START Given information
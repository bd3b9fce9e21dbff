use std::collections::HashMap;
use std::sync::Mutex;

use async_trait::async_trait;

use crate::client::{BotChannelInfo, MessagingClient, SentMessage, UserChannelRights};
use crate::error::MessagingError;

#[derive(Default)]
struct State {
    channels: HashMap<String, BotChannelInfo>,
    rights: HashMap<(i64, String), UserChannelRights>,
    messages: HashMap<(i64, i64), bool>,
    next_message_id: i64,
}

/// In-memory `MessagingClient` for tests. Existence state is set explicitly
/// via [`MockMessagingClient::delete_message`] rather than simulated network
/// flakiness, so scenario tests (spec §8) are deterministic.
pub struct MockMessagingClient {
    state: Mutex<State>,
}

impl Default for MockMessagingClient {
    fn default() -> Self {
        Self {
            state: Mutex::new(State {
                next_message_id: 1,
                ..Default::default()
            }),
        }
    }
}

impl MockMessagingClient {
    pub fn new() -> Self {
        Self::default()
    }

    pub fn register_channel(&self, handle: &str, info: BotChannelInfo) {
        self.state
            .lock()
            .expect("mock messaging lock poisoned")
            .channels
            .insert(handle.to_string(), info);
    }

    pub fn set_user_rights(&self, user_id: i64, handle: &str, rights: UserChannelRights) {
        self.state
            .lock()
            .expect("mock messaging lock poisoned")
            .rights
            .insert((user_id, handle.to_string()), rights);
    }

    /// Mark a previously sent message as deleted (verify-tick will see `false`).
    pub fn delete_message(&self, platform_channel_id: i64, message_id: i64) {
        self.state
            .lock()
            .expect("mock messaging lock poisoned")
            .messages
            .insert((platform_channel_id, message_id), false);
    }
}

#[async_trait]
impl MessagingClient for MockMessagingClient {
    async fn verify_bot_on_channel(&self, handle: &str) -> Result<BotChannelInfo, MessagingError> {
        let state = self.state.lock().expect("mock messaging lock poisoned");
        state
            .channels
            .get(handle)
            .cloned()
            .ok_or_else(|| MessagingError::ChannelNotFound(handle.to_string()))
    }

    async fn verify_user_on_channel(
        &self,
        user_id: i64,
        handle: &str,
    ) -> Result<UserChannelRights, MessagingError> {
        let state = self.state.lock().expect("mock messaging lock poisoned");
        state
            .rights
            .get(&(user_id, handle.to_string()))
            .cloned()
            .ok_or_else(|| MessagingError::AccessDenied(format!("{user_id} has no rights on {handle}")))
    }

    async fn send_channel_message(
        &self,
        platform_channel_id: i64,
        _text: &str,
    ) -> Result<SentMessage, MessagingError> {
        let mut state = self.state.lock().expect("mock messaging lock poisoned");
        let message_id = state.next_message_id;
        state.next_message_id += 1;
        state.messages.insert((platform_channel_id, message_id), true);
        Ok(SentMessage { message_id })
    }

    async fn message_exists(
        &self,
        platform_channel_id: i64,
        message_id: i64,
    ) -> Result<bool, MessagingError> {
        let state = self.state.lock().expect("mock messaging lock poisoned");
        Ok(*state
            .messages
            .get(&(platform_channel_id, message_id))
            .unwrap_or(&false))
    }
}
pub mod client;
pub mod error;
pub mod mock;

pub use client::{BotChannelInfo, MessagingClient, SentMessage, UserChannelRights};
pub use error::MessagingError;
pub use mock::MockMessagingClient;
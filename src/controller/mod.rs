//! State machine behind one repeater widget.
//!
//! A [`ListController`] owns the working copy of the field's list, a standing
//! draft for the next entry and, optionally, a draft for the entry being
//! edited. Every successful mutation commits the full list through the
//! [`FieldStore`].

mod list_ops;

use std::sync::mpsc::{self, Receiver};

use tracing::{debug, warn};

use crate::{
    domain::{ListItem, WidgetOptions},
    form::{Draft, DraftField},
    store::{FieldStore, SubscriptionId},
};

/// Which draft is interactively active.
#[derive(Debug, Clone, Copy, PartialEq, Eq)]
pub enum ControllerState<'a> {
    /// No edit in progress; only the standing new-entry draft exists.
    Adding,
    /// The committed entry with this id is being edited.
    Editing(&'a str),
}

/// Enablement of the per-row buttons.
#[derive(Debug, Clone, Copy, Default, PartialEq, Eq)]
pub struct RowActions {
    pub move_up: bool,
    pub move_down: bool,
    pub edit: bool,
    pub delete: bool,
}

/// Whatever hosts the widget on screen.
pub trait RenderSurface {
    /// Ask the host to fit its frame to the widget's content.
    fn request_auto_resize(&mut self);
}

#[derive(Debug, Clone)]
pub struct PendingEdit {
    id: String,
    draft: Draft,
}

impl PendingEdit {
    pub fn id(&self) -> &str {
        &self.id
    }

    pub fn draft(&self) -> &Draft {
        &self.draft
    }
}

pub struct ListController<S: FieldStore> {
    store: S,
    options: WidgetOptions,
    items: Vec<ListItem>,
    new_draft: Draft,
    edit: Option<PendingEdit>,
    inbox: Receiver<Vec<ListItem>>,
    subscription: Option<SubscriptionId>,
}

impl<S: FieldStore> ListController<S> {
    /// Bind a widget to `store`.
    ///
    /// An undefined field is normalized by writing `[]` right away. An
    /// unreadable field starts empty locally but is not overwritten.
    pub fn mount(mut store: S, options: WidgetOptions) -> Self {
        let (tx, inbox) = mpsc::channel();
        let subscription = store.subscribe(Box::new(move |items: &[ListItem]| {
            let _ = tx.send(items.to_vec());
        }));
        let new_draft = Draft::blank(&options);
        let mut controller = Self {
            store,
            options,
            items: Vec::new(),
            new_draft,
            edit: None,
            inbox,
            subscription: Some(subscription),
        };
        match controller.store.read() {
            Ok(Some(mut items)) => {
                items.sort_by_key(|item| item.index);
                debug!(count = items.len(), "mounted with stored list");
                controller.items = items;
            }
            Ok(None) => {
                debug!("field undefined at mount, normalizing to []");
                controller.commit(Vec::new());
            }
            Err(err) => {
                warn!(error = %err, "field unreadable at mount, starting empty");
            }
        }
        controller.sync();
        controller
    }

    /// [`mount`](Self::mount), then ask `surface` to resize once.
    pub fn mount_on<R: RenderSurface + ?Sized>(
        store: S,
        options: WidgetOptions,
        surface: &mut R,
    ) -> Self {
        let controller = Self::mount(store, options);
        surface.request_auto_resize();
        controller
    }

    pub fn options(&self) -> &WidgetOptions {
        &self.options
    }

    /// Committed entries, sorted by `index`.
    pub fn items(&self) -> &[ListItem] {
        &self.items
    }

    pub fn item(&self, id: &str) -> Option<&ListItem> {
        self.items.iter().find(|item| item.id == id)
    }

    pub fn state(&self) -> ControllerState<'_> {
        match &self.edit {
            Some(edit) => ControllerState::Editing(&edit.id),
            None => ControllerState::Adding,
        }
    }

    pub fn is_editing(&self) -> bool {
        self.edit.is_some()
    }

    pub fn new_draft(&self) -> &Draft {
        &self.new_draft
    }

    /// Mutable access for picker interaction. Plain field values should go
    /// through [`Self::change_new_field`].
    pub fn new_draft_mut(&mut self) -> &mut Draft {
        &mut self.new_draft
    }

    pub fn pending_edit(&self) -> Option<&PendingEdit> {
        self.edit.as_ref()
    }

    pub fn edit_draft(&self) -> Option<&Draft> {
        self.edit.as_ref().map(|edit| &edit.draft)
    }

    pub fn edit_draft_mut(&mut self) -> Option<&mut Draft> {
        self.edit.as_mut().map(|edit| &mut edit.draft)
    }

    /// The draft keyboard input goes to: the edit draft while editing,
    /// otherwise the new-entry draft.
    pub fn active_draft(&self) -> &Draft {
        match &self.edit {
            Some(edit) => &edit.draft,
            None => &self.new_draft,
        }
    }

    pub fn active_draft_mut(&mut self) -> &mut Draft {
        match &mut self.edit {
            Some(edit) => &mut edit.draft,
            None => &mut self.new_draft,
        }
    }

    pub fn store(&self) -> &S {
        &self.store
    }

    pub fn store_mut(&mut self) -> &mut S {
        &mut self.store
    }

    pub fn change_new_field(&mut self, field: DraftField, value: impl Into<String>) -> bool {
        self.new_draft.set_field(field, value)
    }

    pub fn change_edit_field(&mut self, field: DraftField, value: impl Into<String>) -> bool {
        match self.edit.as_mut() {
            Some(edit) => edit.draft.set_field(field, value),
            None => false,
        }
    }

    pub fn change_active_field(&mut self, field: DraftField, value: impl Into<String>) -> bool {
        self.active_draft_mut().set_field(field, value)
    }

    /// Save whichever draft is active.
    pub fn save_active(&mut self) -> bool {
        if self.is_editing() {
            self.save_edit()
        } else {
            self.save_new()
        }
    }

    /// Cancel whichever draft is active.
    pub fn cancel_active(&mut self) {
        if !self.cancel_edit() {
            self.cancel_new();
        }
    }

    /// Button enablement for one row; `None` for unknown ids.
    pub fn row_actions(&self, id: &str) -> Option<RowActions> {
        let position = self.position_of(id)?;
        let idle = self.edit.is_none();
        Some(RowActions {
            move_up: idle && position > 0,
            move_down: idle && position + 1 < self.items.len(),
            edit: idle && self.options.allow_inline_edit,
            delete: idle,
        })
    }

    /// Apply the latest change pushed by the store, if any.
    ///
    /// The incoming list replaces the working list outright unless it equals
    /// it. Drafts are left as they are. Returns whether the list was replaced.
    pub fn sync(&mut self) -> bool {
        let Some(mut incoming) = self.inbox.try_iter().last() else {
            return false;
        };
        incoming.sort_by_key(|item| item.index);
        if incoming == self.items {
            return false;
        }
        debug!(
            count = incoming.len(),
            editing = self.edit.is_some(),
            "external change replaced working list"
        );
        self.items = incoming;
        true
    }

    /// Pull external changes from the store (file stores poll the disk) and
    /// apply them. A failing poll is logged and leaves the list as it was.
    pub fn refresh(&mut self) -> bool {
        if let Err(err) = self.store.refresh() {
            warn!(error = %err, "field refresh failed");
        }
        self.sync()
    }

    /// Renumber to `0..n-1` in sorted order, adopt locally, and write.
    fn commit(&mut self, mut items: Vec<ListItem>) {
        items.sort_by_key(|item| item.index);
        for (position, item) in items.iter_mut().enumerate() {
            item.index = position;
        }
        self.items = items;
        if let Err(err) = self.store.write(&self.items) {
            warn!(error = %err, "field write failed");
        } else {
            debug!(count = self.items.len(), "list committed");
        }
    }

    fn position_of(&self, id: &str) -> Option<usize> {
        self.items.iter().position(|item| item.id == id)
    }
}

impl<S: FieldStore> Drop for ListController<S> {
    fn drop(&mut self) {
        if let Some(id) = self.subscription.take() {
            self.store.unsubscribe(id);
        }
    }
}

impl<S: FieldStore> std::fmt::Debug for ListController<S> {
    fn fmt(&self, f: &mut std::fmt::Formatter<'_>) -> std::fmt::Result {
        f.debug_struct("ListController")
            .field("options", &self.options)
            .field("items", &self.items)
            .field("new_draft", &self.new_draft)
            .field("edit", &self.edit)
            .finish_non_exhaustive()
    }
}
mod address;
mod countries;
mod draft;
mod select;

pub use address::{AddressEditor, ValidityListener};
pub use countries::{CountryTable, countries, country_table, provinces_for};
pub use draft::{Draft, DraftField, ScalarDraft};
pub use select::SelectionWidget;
END Given information
# Directions for this task:
Only the number is wanted here. Please work out how many lines of the records contain "write".

# Result:
3